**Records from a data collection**
........

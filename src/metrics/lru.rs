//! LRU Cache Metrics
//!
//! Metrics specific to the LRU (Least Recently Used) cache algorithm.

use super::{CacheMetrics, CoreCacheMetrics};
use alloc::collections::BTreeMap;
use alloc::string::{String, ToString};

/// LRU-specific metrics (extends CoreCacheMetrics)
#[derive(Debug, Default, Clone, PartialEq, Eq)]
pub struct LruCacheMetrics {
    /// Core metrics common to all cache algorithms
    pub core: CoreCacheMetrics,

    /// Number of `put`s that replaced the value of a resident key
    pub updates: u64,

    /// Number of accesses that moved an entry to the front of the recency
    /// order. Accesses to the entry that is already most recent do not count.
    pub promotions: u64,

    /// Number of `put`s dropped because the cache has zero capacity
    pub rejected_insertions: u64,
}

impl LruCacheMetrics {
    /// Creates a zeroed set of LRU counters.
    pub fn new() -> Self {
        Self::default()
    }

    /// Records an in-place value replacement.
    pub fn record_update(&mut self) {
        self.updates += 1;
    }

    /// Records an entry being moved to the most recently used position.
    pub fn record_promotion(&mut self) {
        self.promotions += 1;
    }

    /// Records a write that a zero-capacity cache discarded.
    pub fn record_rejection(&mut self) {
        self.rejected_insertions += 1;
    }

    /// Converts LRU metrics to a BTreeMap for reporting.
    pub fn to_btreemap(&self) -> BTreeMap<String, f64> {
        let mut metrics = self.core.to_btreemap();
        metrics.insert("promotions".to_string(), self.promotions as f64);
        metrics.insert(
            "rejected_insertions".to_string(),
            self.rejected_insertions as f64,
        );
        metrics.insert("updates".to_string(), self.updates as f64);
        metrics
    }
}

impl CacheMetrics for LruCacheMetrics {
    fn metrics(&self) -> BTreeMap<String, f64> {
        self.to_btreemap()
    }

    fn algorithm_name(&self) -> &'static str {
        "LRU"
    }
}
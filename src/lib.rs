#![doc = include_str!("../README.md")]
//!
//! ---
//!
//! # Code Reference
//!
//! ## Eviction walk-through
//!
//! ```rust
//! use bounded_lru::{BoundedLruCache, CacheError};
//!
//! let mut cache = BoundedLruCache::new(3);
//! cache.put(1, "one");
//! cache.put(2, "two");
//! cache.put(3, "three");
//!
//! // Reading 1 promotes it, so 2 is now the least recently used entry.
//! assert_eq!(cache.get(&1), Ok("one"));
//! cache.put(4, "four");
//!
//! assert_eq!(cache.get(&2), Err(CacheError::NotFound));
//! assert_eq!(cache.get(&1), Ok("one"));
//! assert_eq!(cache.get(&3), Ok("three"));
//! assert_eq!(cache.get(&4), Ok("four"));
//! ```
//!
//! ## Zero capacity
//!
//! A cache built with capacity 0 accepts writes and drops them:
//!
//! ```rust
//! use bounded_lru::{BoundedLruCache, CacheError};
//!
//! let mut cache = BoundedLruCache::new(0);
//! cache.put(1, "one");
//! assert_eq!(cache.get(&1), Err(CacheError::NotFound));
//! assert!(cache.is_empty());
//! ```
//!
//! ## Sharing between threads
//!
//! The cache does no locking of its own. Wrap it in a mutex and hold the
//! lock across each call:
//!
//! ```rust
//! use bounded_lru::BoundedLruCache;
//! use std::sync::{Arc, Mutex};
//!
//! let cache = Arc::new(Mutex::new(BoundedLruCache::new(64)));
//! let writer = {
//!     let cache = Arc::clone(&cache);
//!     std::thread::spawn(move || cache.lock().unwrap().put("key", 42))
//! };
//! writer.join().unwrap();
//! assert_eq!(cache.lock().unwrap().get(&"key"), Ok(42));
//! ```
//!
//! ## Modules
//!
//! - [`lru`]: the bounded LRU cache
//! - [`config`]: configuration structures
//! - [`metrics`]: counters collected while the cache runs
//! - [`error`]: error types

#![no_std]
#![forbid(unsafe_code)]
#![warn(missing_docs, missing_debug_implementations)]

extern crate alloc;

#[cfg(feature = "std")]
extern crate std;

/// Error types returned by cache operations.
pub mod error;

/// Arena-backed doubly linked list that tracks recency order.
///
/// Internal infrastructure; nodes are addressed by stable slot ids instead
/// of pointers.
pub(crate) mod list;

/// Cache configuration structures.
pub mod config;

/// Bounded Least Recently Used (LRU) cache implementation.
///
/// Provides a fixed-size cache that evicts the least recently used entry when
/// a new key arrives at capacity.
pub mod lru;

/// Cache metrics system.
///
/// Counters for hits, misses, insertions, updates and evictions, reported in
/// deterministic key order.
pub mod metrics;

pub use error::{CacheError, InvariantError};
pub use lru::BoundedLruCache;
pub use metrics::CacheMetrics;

........

**Your assignment**
Would you output every entry exactly as it was written?

**Answer to this exercise**
filename src/metrics/lru.rs
//! LRU Cache Metrics
//!
//! Metrics specific to the LRU (Least Recently Used) cache algorithm.

use super::{CacheMetrics, CoreCacheMetrics};
use alloc::collections::BTreeMap;
use alloc::string::{String, ToString};

/// LRU-specific metrics (extends CoreCacheMetrics)
#[derive(Debug, Default, Clone, PartialEq, Eq)]
pub struct LruCacheMetrics {
    /// Core metrics common to all cache algorithms
    pub core: CoreCacheMetrics,

    /// Number of `put`s that replaced the value of a resident key
    pub updates: u64,

    /// Number of accesses that moved an entry to the front of the recency
    /// order. Accesses to the entry that is already most recent do not count.
    pub promotions: u64,

    /// Number of `put`s dropped because the cache has zero capacity
    pub rejected_insertions: u64,
}

impl LruCacheMetrics {
    /// Creates a zeroed set of LRU counters.
    pub fn new() -> Self {
        Self::default()
    }

    /// Records an in-place value replacement.
    pub fn record_update(&mut self) {
        self.updates += 1;
    }

    /// Records an entry being moved to the most recently used position.
    pub fn record_promotion(&mut self) {
        self.promotions += 1;
    }

    /// Records a write that a zero-capacity cache discarded.
    pub fn record_rejection(&mut self) {
        self.rejected_insertions += 1;
    }

    /// Converts LRU metrics to a BTreeMap for reporting.
    pub fn to_btreemap(&self) -> BTreeMap<String, f64> {
        let mut metrics = self.core.to_btreemap();
        metrics.insert("promotions".to_string(), self.promotions as f64);
        metrics.insert(
            "rejected_insertions".to_string(),
            self.rejected_insertions as f64,
        );
        metrics.insert("updates".to_string(), self.updates as f64);
        metrics
    }
}

impl CacheMetrics for LruCacheMetrics {
    fn metrics(&self) -> BTreeMap<String, f64> {
        self.to_btreemap()
    }

    fn algorithm_name(&self) -> &'static str {
        "LRU"
    }
}
filename src/lib.rs
#![doc = include_str!("../README.md")]
//!
//! ---
//!
//! # Code Reference
//!
//! ## Eviction walk-through
//!
//! ```rust
//! use bounded_lru::{BoundedLruCache, CacheError};
//!
//! let mut cache = BoundedLruCache::new(3);
//! cache.put(1, "one");
//! cache.put(2, "two");
//! cache.put(3, "three");
//!
//! // Reading 1 promotes it, so 2 is now the least recently used entry.
//! assert_eq!(cache.get(&1), Ok("one"));
//! cache.put(4, "four");
//!
//! assert_eq!(cache.get(&2), Err(CacheError::NotFound));
//! assert_eq!(cache.get(&1), Ok("one"));
//! assert_eq!(cache.get(&3), Ok("three"));
//! assert_eq!(cache.get(&4), Ok("four"));
//! ```
//!
//! ## Zero capacity
//!
//! A cache built with capacity 0 accepts writes and drops them:
//!
//! ```rust
//! use bounded_lru::{BoundedLruCache, CacheError};
//!
//! let mut cache = BoundedLruCache::new(0);
//! cache.put(1, "one");
//! assert_eq!(cache.get(&1), Err(CacheError::NotFound));
//! assert!(cache.is_empty());
//! ```
//!
//! ## Sharing between threads
//!
//! The cache does no locking of its own. Wrap it in a mutex and hold the
//! lock across each call:
//!
//! ```rust
//! use bounded_lru::BoundedLruCache;
//! use std::sync::{Arc, Mutex};
//!
//! let cache = Arc::new(Mutex::new(BoundedLruCache::new(64)));
//! let writer = {
//!     let cache = Arc::clone(&cache);
//!     std::thread::spawn(move || cache.lock().unwrap().put("key", 42))
//! };
//! writer.join().unwrap();
//! assert_eq!(cache.lock().unwrap().get(&"key"), Ok(42));
//! ```
//!
//! ## Modules
//!
//! - [`lru`]: the bounded LRU cache
//! - [`config`]: configuration structures
//! - [`metrics`]: counters collected while the cache runs
//! - [`error`]: error types

#![no_std]
#![forbid(unsafe_code)]
#![warn(missing_docs, missing_debug_implementations)]

extern crate alloc;

#[cfg(feature = "std")]
extern crate std;

/// Error types returned by cache operations.
pub mod error;

/// Arena-backed doubly linked list that tracks recency order.
///
/// Internal infrastructure; nodes are addressed by stable slot ids instead
/// of pointers.
pub(crate) mod list;

/// Cache configuration structures.
pub mod config;

/// Bounded Least Recently Used (LRU) cache implementation.
///
/// Provides a fixed-size cache that evicts the least recently used entry when
/// a new key arrives at capacity.
pub mod lru;

/// Cache metrics system.
///
/// Counters for hits, misses, insertions, updates and evictions, reported in
/// deterministic key order.
pub mod metrics;

pub use error::{CacheError, InvariantError};
pub use lru::BoundedLruCache;
pub use metrics::CacheMetrics;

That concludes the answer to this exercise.